They also heavily implied that it was happening in the test environment more frequently because the QA team were abusing the system to find more bugs. Technically, we were using load testing tools to generate very light levels of load, but they didn’t say that. “You know how QA are, and they are also running load testing!!!” which made it sound like it would happen more frequently in test than in production. However, we were extremely worried about how often it could occur in production, with thousands of users, instead of the 15 testers and light load we were generating in the lab. Senior management decided to move ahead with the release as it was, and take a risk on the bug not occurring at all, or occurring infrequently. Why did they do this?

A 1 in 5 chance of something occurring is quite high. So is 20%, but twenty percent sounds smaller. If you use that figure without context, and your attitude is to make it seem small and insignificant, people will generally interpret it according to how you spin it. A 1 in 5 chance of the bug occurring in production, could mean that 200 people out of the first 1000 could experience this bug. It wasn’t uncommon for client sites to have dozens or even hundreds of simultaneous users, and our servers would peak at 1000 simultaneous users at times. If you think of 200 people seeing this crash, and then many people having to log in to a new server and start over, until license or server capacity was filled, with the system being unavailable for everyone after them, it starts to look more serious. However, the political players decided to just say “It has a 20% chance of occurring.”

The product management lead approached me and asked for a second opinion. I had to tread carefully because of the political implications of what they had been told, but I explained that even a 20% chance is sky high. For a bug like this, we could risk a 0.02% (zero point zero two percent) chance. Even a 2 percent chance would result in outages that would anger our customer base. For example, if you were gambling in Vegas, you’d take a 20% all day long. Those are wonderful odds if you are gaming. To hedge their bets, I advised that they create and rehearse a roll back strategy in case the new release was as bad as we expected it to be. Thankfully, the team followed that advice, because the release was a disaster. Every client site had no access at all by mid morning, which meant that our IT and customer support teams were busy 24 hours a day, dealing with extremely angry people. The release was rolled back, and the difficult architectural change was implemented, and the bug disappeared. It was weeks of effort, but if they had decided to wait on their release, they would have been much better off than unleashing something so unstable to the public. They lost a lot of money, they lost face publicly, and they lost some customers. They also lost months of time on their product roadmaps, since everything ground to a halt to address the customer anger and problems, and then efforts were split between support and fixing the problem.
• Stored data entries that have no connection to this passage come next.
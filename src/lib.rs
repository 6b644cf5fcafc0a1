pub mod config;
pub mod error;
pub mod planner;
pub mod plans;
pub mod profiles;
pub mod recipes;
pub mod state;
The most expensive combination were the cloud based hosting services of the system, in some cases causing a huge increase in hosting bills. When you couple a frequently occurring server outage and a wish to fix the problem quickly with an extremely easy way to add more servers, you can quickly end up over your hosting limit and incur costs. As you might imagine, there were some extremely angry customers whose IT teams fell into the “just add more” trap to try to minimize the problem.

What went wrong? Someone decided to use metrics to try to spin a narrative that was counter to reality. This happens all the time in the world! It is almost always by people who want to minimize the problems highlighted by scientific rigour, or to try to maximize public support for unpopular policy. Or it is used by people trying to sell you something. The concept lies, damned lies and statistics explains how metrics can be used to spin a narrative. It’s important to question narratives, especially if they lack context. What can go wrong? Who wins and who loses when a particular course of action is taken? Are methodologies with weaknesses and strengths explained, or are they glossed over? Is the person presenting the data a relevant authority, or are they just a good talker? What happens if you scale up the numbers (if they are small), or scale down the numbers if they are large? Does the message change? These are all important questions to ask yourself when you are shown data that is supposed to convince you of something. The math lesson here is how you communicate metrics is important. Spin can blunt a serious issue and problem minimizers can win out of they are clever, albeit dishonest, communicators.
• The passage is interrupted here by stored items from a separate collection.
use std::path::{Path, PathBuf};
use std::time::{Duration, Instant};

use crate::editor::EditorBuffer;
use crate::files::{self, FileError};
use crate::ui::viewport::Viewport;

/// How long a transient message stays on screen.
const TOAST_DURATION: Duration = Duration::from_secs(2);

/// Severity of a transient message.
#[derive(Debug, Clone, Copy, PartialEq, Eq)]
pub enum ToastLevel {
    Info,
    Warning,
    Error,
}

#[derive(Debug, Clone)]
struct Toast {
    level: ToastLevel,
    message: String,
    expires_at: Instant,
}

/// Which question a prompt is asking.
#[derive(Debug, Clone, Copy, PartialEq, Eq)]
pub enum PromptKind {
    SaveAs,
    Open,
    ConfirmExit,
}

impl PromptKind {
    /// Text shown before the user's input.
    pub const fn label(self) -> &'static str {
        match self {
            Self::SaveAs => "Save as: ",
            Self::Open => "Open file: ",
            Self::ConfirmExit => "Unsaved changes. Exit anyway? (y/n) ",
        }
    }

    /// Title of the prompt popup.
    pub const fn title(self) -> &'static str {
        match self {
            Self::SaveAs => "Save As",
            Self::Open => "Open",
            Self::ConfirmExit => "Confirm",
        }
    }
}

/// A modal single-line input. While present it captures every key.
#[derive(Debug, Clone, PartialEq, Eq)]
pub struct Prompt {
    pub kind: PromptKind,
    pub input: String,
}

/// What happened when a path was opened.
#[derive(Debug, Clone, Copy, PartialEq, Eq)]
pub enum OpenOutcome {
    /// The file existed and its text was loaded.
    Loaded,
    /// The file did not exist; an empty buffer is now bound to the path.
    Created,
}

/// The complete editing session state.
///
/// All state lives here - no global or scattered state.
pub struct Model {
    /// The document being edited
    pub buffer: EditorBuffer,
    /// Path the buffer is bound to (`None` for untitled buffers)
    pub file_path: Option<PathBuf>,
    /// Editor area geometry and first visible row
    pub viewport: Viewport,
    /// Active prompt, if any
    pub prompt: Option<Prompt>,
    toast: Option<Toast>,
    /// Whether the app should quit
    pub should_quit: bool,
}

impl std::fmt::Debug for Model {
    fn fmt(&self, f: &mut std::fmt::Formatter<'_>) -> std::fmt::Result {
        f.debug_struct("Model")
            .field("file_path", &self.file_path)
            .field("buffer", &self.buffer)
            .field("prompt", &self.prompt)
            .finish_non_exhaustive()
    }
}

impl Model {
    /// Create a model for `buffer` in a terminal of `terminal_size` (columns, rows).
    pub fn new(buffer: EditorBuffer, file_path: Option<PathBuf>, terminal_size: (u16, u16)) -> Self {
        Self {
            buffer,
            file_path,
            viewport: Viewport::new(terminal_size.1.saturating_sub(crate::ui::FOOTER_ROWS)),
            prompt: None,
            toast: None,
            should_quit: false,
        }
    }

    /// Whether there are unsaved changes.
    pub const fn is_modified(&self) -> bool {
        self.buffer.is_dirty()
    }

    /// File name for display, or `[Untitled]`.
    pub fn display_name(&self) -> String {
        self.file_path
            .as_deref()
            .and_then(Path::file_name)
            .map_or_else(
                || "[Untitled]".to_string(),
                |name| name.to_string_lossy().into_owned(),
            )
    }

    /// Replace the buffer with the contents of `path`.
    ///
    /// A missing file is not an error: the buffer becomes empty and is bound
    /// to `path` so the first save creates it.
    ///
    /// # Errors
    ///
    /// Returns [`FileError::Io`] if the file exists but cannot be read; the
    /// model is left unchanged.
    pub fn open_path(&mut self, path: &Path) -> Result<OpenOutcome, FileError> {
        let (buffer, outcome) = match files::read_whole_file(path) {
            Ok(text) => (EditorBuffer::from_text(&text), OpenOutcome::Loaded),
            Err(FileError::NotFound(_)) => (EditorBuffer::empty(), OpenOutcome::Created),
            Err(err) => return Err(err),
        };
        self.buffer = buffer;
        self.file_path = Some(path.to_path_buf());
        self.viewport.reset();
        Ok(outcome)
    }

    /// Write the buffer to `path` and bind the buffer to it.
    ///
    /// # Errors
    ///
    /// Returns [`FileError::Io`] if the write fails; the path binding and the
    /// modified flag are left unchanged.
    pub fn save_to(&mut self, path: &Path) -> Result<(), FileError> {
        files::write_whole_file(path, &self.buffer.text())?;
        self.file_path = Some(path.to_path_buf());
        self.buffer.mark_clean();
        Ok(())
    }

    pub(super) fn open_prompt(&mut self, kind: PromptKind) {
        self.prompt = Some(Prompt {
            kind,
            input: String::new(),
        });
    }

    pub fn show_toast(&mut self, level: ToastLevel, message: impl Into<String>) {
        self.toast = Some(Toast {
            level,
            message: message.into(),
            expires_at: Instant::now() + TOAST_DURATION,
        });
    }

    pub(super) fn expire_toast(&mut self, now: Instant) -> bool {
        if self
            .toast
            .as_ref()
            .is_some_and(|toast| toast.expires_at <= now)
        {
            self.toast = None;
            return true;
        }
        false
    }

    pub fn active_toast(&self) -> Option<(&str, ToastLevel)> {
        self.toast
            .as_ref()
            .map(|toast| (toast.message.as_str(), toast.level))
    }
}

// Implement Default for Model to allow std::mem::take
impl Default for Model {
    fn default() -> Self {
        Self::new(EditorBuffer::empty(), None, (80, 24))
    }
}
Load Testing Your Web Infrastructure: Please Be Careful. Part 3

In the Part 2 story, we saw what a load testing tool can do when it is used by someone who doesn’t have the right knowledge and skill about the tool and underlying systems. However, you also need to understand the environment where you would need to use the tool. Creating and using test environments that are optimized for load and performance testing is a must. If you use these tools on a regular network, you will likely disrupt everyone else at the office, causing lost productivity and extra work for IT staff. The last thing you want to do is try them out at home, and end up blacklisted by your ISP (internet service provider).

Bye Bye Network!

After a while, I was an old hand at load and performance testing. To bolster my hands-on experience, I attended workshops on how to overcome technical restrictions, how to accurately analyze the data and find problems others would miss, how to write reports and describe risk and problems, and I was adept with a handful of tools. I started to get hired for performance and load testing gigs, and under the right circumstances, I had some rewarding and fun projects. I worked with a lot of talented people with vastly different skills, and learned from each of them.

Since I had a lot of retail and telco experience, a work friend asked me to come in to help him with a large retail system that was going through an upgrade. One of my tasks was to provide load testing help, since they were upgrading all the software and hardware for their back end system. I was given a lot of freedom to choose the tools, to interview everyone I could about any backend system issues, how to simulate credit card processing, etc. I was given a lot of freedom to research and design exactly what they needed. However, I was not given a test network to run the tests, so I never used any load. I verified my load tests would work with only one user.

To find potential areas of concern, we set up monitoring at several key areas on the system, and I had test results output in a format we could utilize with statistical analysis software. We also monitored server utilization, and recommended moving some processes around to better utilize the system. We learned a lot, but I wasn’t ready to unleash full load testing capabilities without a dedicated test network. There was no way I wanted to use this on the corporate network, even though we knew it would only run against our internal test system. I knew from experience that we could overload the internal network and cause problems for others. My friend, the dev manager, ignored my concerns. He was confident that the internal network would handle the extra traffic, since the IT admins had shown him that it was perpetually under-utilized.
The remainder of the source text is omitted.